Signs of the Times


It’s the sixth most commonly used language in the United States, and it carries with it a rich cultural heritage as well as a complex linguistic structure that some have compared to spoken Japanese. American Sign Language (ASL)—a system that relies on hand gestures, facial expressions, and postures—is used by some 500,000 Americans. Beginning this fall, ASL is being offered through Drake’s World Languages and Cultures.

Two introductory courses are being offered in 2013-2014 thanks to the Farr Fund for American Sign Language, established by Marilyn H., GR’66’76, and Charles E. Farr. The Farrs sought to expand ASL offerings in central Iowa, filling what they recognized as a gap in the Des Moines community.

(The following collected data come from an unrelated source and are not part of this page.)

// Copyright 2025-present Harīṣh Tummalachērla
// SPDX-License-Identifier: Apache-2.0

//! Terminal output for the sift CLI.
//!
//! OneDark colors on dark terminals, One Light on light ones. `SIFT_THEME`
//! ("dark" or "light") wins, then `COLORFGBG`, then dark. Everything degrades
//! to plain text under `NO_COLOR` or when stdout isn't a TTY, so piping into
//! `grep` works.

use std::sync::OnceLock;

use sift::Record;

#[derive(Debug, Clone, Copy, PartialEq, Eq)]
pub enum Theme {
    Dark,
    Light,
}

static THEME: OnceLock<Theme> = OnceLock::new();

fn detect_theme() -> Theme {
    if let Ok(theme) = std::env::var("SIFT_THEME") {
        match theme.to_lowercase().as_str() {
            "light" | "l" => return Theme::Light,
            "dark" | "d" => return Theme::Dark,
            _ => {}
        }
    }

    // "fg;bg", where a bg of 7 or more (except 8) is a light background
    if let Ok(colorfgbg) = std::env::var("COLORFGBG") {
        if let Some(Ok(bg)) = colorfgbg.split(';').next_back().map(str::parse::<u8>) {
            if bg >= 7 && bg != 8 {
                return Theme::Light;
            }
        }
    }

    Theme::Dark
}

pub fn theme() -> Theme {
    *THEME.get_or_init(detect_theme)
}

fn rgb((r, g, b): (u8, u8, u8)) -> String {
    format!("\x1b[38;2;{};{};{}m", r, g, b)
}

pub const RESET: &str = "\x1b[0m";
pub const BOLD: &str = "\x1b[1m";

/// Palette roles, not hues: callers say what a thing is.
#[derive(Debug, Clone, Copy, PartialEq, Eq)]
pub enum Role {
    Name,
    Category,
    Stars,
    Score,
    Muted,
    Accent,
    Error,
}

impl Role {
    fn rgb(self) -> (u8, u8, u8) {
        match (theme(), self) {
            (Theme::Dark, Role::Name) => (97, 175, 239),      // #61afef
            (Theme::Dark, Role::Category) => (198, 120, 221), // #c678dd
            (Theme::Dark, Role::Stars) => (229, 192, 123),    // #e5c07b
            (Theme::Dark, Role::Score) => (152, 195, 121),    // #98c379
            (Theme::Dark, Role::Muted) => (92, 99, 112),      // #5c6370
            (Theme::Dark, Role::Accent) => (86, 182, 194),    // #56b6c2
            (Theme::Dark, Role::Error) => (224, 108, 117),    // #e06c75
            (Theme::Light, Role::Name) => (64, 120, 242),     // #4078f2
            (Theme::Light, Role::Category) => (166, 38, 164), // #a626a4
            (Theme::Light, Role::Stars) => (193, 132, 1),     // #c18401
            (Theme::Light, Role::Score) => (80, 161, 79),     // #50a14f
            (Theme::Light, Role::Muted) => (160, 161, 167),   // #a0a1a7
            (Theme::Light, Role::Accent) => (1, 132, 188),    // #0184bc
            (Theme::Light, Role::Error) => (228, 86, 73),     // #e45649
        }
    }
}

/// Check if colors should be used (TTY detection)
pub fn use_colors() -> bool {
    if std::env::var("NO_COLOR").is_ok() {
        return false;
    }
    atty::is(atty::Stream::Stdout)
}

/// Paint `text` in `role`, with optional modifiers like [`BOLD`].
pub fn paint(role: Role, modifiers: &[&str], text: &str) -> String {
    if use_colors() {
        format!("{}{}{}{}", modifiers.join(""), rgb(role.rgb()), text, RESET)
    } else {
        text.to_string()
    }
}

/// Calculate visible length (excluding ANSI codes)
pub fn visible_len(s: &str) -> usize {
    let mut in_escape = false;
    let mut len = 0;
    for c in s.chars() {
        if c == '\x1b' {
            in_escape = true;
        } else if in_escape && c == 'm' {
            in_escape = false;
        } else if !in_escape {
            len += 1;
        }
    }
    len
}

pub fn pad_right(s: &str, width: usize) -> String {
    let pad = width.saturating_sub(visible_len(s));
    format!("{}{}", s, " ".repeat(pad))
}

/// Cut `text` to `max` characters, ending in an ellipsis if anything was cut.
pub fn truncate(text: &str, max: usize) -> String {
    if text.chars().count() <= max {
        return text.to_string();
    }
    let kept: String = text.chars().take(max.saturating_sub(1)).collect();
    format!("{}…", kept)
}

/// 48900 -> "48.9k"
pub fn compact_count(value: u64) -> String {
    match value {
        0..=999 => value.to_string(),
        1_000..=999_999 => format!("{:.1}k", value as f64 / 1_000.0),
        _ => format!("{:.1}M", value as f64 / 1_000_000.0),
    }
}

pub fn heading(text: &str) {
    println!("{}", paint(Role::Accent, &[BOLD], text));
}

pub fn muted(text: &str) -> String {
    paint(Role::Muted, &[], text)
}

pub fn error(text: &str) -> String {
    paint(Role::Error, &[BOLD], text)
}

/// One result line: rank, name, category, stars, optional score.
pub fn result_line(rank: usize, record: &Record, score: Option<f64>) -> String {
    let mut line = format!(
        "{} {} {}",
        muted(&format!("{:>3}.", rank)),
        pad_right(&paint(Role::Name, &[BOLD], &truncate(&record.name, 36)), 36),
        pad_right(&paint(Role::Category, &[], &record.category), 20),
    );
    if let Some(stars) = record.stars {
        line.push_str(&paint(Role::Stars, &[], &format!("★ {:>6}", compact_count(stars))));
    }
    if let Some(score) = score {
        line.push_str(&format!("  {}", paint(Role::Score, &[], &format!("{:.1}", score))));
    }
    line
}

pub fn description_line(record: &Record) -> Option<String> {
    if record.description.is_empty() {
        return None;
    }
    Some(format!("     {}", muted(&truncate(&record.description, 72))))
}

Now Drake is helping fill this void by enabling students with little or no background in ASL to expand their linguistic and cultural competencies. Marc Cadd, director of World Languages and Cultures, associate professor, and department chair, says that student response confirms the need for such an offering.

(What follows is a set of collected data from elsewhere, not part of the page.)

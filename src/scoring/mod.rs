// Copyright 2025-present Harīṣh Tummalachērla
// SPDX-License-Identifier: Apache-2.0

//! Scoring and ranking: how catalog records get their numbers.
//!
//! Substring hits dominate: a name that contains the query gets 100 points
//! before anything else is counted. Character overlap, popularity and recency
//! add smaller amounts on top.

mod core;
pub mod ranking;

pub use self::core::*;
pub use ranking::{rank, rank_at, rank_scored};
// Copyright 2025-present Harīṣh Tummalachērla
// SPDX-License-Identifier: Apache-2.0

//! The request handler every execution host shares.
//!
//! Inline and remote hosts differ only in which thread calls [`dispatch`].
//! Keeping one handler is what makes the two paths give identical answers.

use std::any::Any;
use std::panic::{self, AssertUnwindSafe};

use tracing::{debug, warn};

use super::protocol::{decode_reply, encode_reply, Envelope, Reply, Request, Response};
use crate::scoring::rank;
use crate::search::{filter_and_sort, suggest};

/// Run one request through the pure stages.
///
/// A panicking handler is caught here and reported as `ERROR`; the host
/// never goes down with it.
pub fn dispatch(id: u64, request: Request) -> Reply {
    let kind = request.message_type();
    match panic::catch_unwind(AssertUnwindSafe(|| handle(request))) {
        Ok(response) => Reply::new(id, response),
        Err(payload) => {
            let message = panic_message(payload.as_ref());
            warn!(id, %kind, %message, "request handler panicked");
            Reply::error(id, message)
        }
    }
}

fn handle(request: Request) -> Response {
    match request {
        Request::Search {
            query,
            items,
            options,
        } => {
            let ranked = rank(&query, &items);
            if options.is_noop() {
                Response::SearchResults(ranked)
            } else {
                Response::SearchResults(filter_and_sort(&ranked, &options))
            }
        }
        Request::Suggestions {
            query,
            items,
            max_results,
        } => Response::SuggestionsResults(suggest(&query, &items, max_results)),
        Request::FilterSort { items, options } => {
            Response::FilterSortResults(filter_and_sort(&items, &options))
        }
    }
}

/// Handle one raw JSON message and produce the raw JSON reply.
///
/// Malformed JSON, unknown `type` values and bad payloads all come back as
/// `ERROR` envelopes rather than being dropped.
pub fn handle_message(raw: &str) -> String {
    let envelope: Envelope = match serde_json::from_str(raw) {
        Ok(envelope) => envelope,
        Err(e) => return encode_reply(&Reply::error(0, format!("Malformed message: {}", e))),
    };
    let reply = match Request::from_envelope(envelope) {
        Ok((id, request)) => {
            debug!(id, kind = %request.message_type(), "handling request");
            dispatch(id, request)
        }
        Err(e) => {
            debug!(error = %e, "rejecting message");
            let id = serde_json::from_str::<Envelope>(raw).map_or(0, |env| env.id);
            Reply::error(id, e.to_string())
        }
    };
    encode_reply(&reply)
}

/// [`handle_message`] for callers holding typed values, e.g. tests.
pub fn handle_envelope(envelope: &Envelope) -> Reply {
    match serde_json::to_string(envelope) {
        Ok(raw) => decode_reply(&handle_message(&raw)),
        Err(e) => Reply::error(envelope.id, e.to_string()),
    }
}

fn panic_message(payload: &(dyn Any + Send)) -> String {
    if let Some(message) = payload.downcast_ref::<&str>() {
        (*message).to_string()
    } else if let Some(message) = payload.downcast_ref::<String>() {
        message.clone()
    } else {
        "request handler panicked".to_string()
    }
}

“Before we listed the course for registration, students were talking about how interested they were. The courses filled almost immediately,” says Cadd. “Students also saw how an ASL offering supplemented their other programs. Pharmacy students were excited to learn how to better communicate with deaf clients.”

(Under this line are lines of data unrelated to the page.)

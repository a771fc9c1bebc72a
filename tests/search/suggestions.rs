//! Autocomplete suggestions.

use super::common::{make_record, mixed_catalog, sample_catalog};
use sift::{suggest, DEFAULT_MAX_SUGGESTIONS};

#[test]
fn test_suggestions_follow_record_and_field_order() {
    assert_eq!(suggest("cl", &sample_catalog(), DEFAULT_MAX_SUGGESTIONS), ["cline", "claude"]);
}

#[test]
fn test_single_character_gets_nothing() {
    assert!(suggest("c", &mixed_catalog(), DEFAULT_MAX_SUGGESTIONS).is_empty());
    assert!(suggest("", &mixed_catalog(), DEFAULT_MAX_SUGGESTIONS).is_empty());
}

#[test]
fn test_short_tokens_are_skipped() {
    let records = vec![make_record("1", "ag ago agent", "", "misc")];
    assert_eq!(suggest("ag", &records, DEFAULT_MAX_SUGGESTIONS), ["ago", "agent"]);
}

#[test]
fn test_only_first_two_characters_matter() {
    let catalog = mixed_catalog();
    assert_eq!(
        suggest("prx", &catalog, DEFAULT_MAX_SUGGESTIONS),
        suggest("pr", &catalog, DEFAULT_MAX_SUGGESTIONS)
    );
}

#[test]
fn test_suggestions_are_lowercase_and_distinct() {
    let records = vec![
        make_record("1", "Claude", "CLAUDE claude", "misc"),
        make_record("2", "claude", "", "misc"),
    ];
    assert_eq!(suggest("CL", &records, DEFAULT_MAX_SUGGESTIONS), ["claude"]);
}

#[test]
fn test_author_is_a_source() {
    let mut record = make_record("1", "zzz", "", "misc");
    record.author = Some("paul-gauthier".to_string());
    assert_eq!(suggest("pa", &[record], DEFAULT_MAX_SUGGESTIONS), ["paul"]);
}

#[test]
fn test_max_results_truncates() {
    let records = vec![make_record("1", "alpha alps altar alto always", "", "misc")];
    assert_eq!(suggest("al", &records, 2), ["alpha", "alps"]);
    assert!(suggest("al", &records, 0).is_empty());
}
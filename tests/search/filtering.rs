//! Category filter and field sort.

use super::common::mixed_catalog;
use sift::{filter_and_sort, FilterOptions, Record, SortBy, SortOrder};

fn ids(records: &[Record]) -> Vec<&str> {
    records.iter().map(|r| r.id.as_str()).collect()
}

#[test]
fn test_category_filter_keeps_relative_order() {
    let filtered = filter_and_sort(&mixed_catalog(), &FilterOptions::category("ide-integration"));
    assert_eq!(ids(&filtered), ["cline", "aider"]);
}

#[test]
fn test_all_category_is_no_filter() {
    let catalog = mixed_catalog();
    assert_eq!(filter_and_sort(&catalog, &FilterOptions::category("All")), catalog);
    assert_eq!(filter_and_sort(&catalog, &FilterOptions::default()), catalog);
}

#[test]
fn test_unmatched_category_is_empty() {
    assert!(filter_and_sort(&mixed_catalog(), &FilterOptions::category("nope")).is_empty());
}

#[test]
fn test_sort_by_stars_descending_by_default() {
    let options = FilterOptions {
        sort_by: Some(SortBy::Stars),
        ..FilterOptions::default()
    };
    let sorted = filter_and_sort(&mixed_catalog(), &options);
    assert_eq!(ids(&sorted), ["cline", "aider", "claude-task-master", "promptfoo", "bare"]);
}

#[test]
fn test_sort_by_name_ascending() {
    let sorted = filter_and_sort(&mixed_catalog(), &FilterOptions::sorted(SortBy::Name, SortOrder::Asc));
    assert_eq!(ids(&sorted), ["aider", "bare", "claude-task-master", "cline", "promptfoo"]);
}

#[test]
fn test_sort_by_last_updated_puts_undated_last() {
    let sorted = filter_and_sort(
        &mixed_catalog(),
        &FilterOptions::sorted(SortBy::LastUpdated, SortOrder::Desc),
    );
    assert_eq!(&ids(&sorted)[..2], ["promptfoo", "aider"]);
}

#[test]
fn test_unknown_sort_field_keeps_order() {
    let options: FilterOptions = serde_json::from_str(r#"{"sortBy":"color"}"#).unwrap();
    assert_eq!(options.sort_by, Some(SortBy::Unknown));
    let catalog = mixed_catalog();
    assert_eq!(filter_and_sort(&catalog, &options), catalog);
}

#[test]
fn test_filter_then_sort() {
    let options = FilterOptions {
        category: Some("ide-integration".to_string()),
        sort_by: Some(SortBy::Downloads),
        sort_order: Some(SortOrder::Desc),
    };
    assert_eq!(ids(&filter_and_sort(&mixed_catalog(), &options)), ["aider", "cline"]);
}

Students in these courses are introduced to ASL syntax, grammar, and idiomatic usage in addition to other key elements of ASL communication such as facial expression and posture. In both courses, as well as a third on deaf culture, students will come away with a deepened understanding of what it means to be “big D” Deaf—a person with hearing loss who identifies as culturally deaf.

Courses are taught by Polly Fullbright, dean of students for the Des Moines Public Schools’ Deaf Education Program at Capitol View Elementary School and leader of the district’s deaf and hard-of-hearing programs. Deaf her whole life, Fullbright lip-reads and speaks while signing but is also aided by an interpreter in class.

“We haven’t separated ASL from the culture part of the deaf experience,” says Cadd. “By not only learning ASL but learning from someone who happens to be deaf, they will go much further toward breaking down misconceptions and barriers. It really is new territory, and it’s very exciting.”

Students in an introductory course in American Sign Language, taught by adjunct instructor Polly Fullbright, sign along with “The D Song”.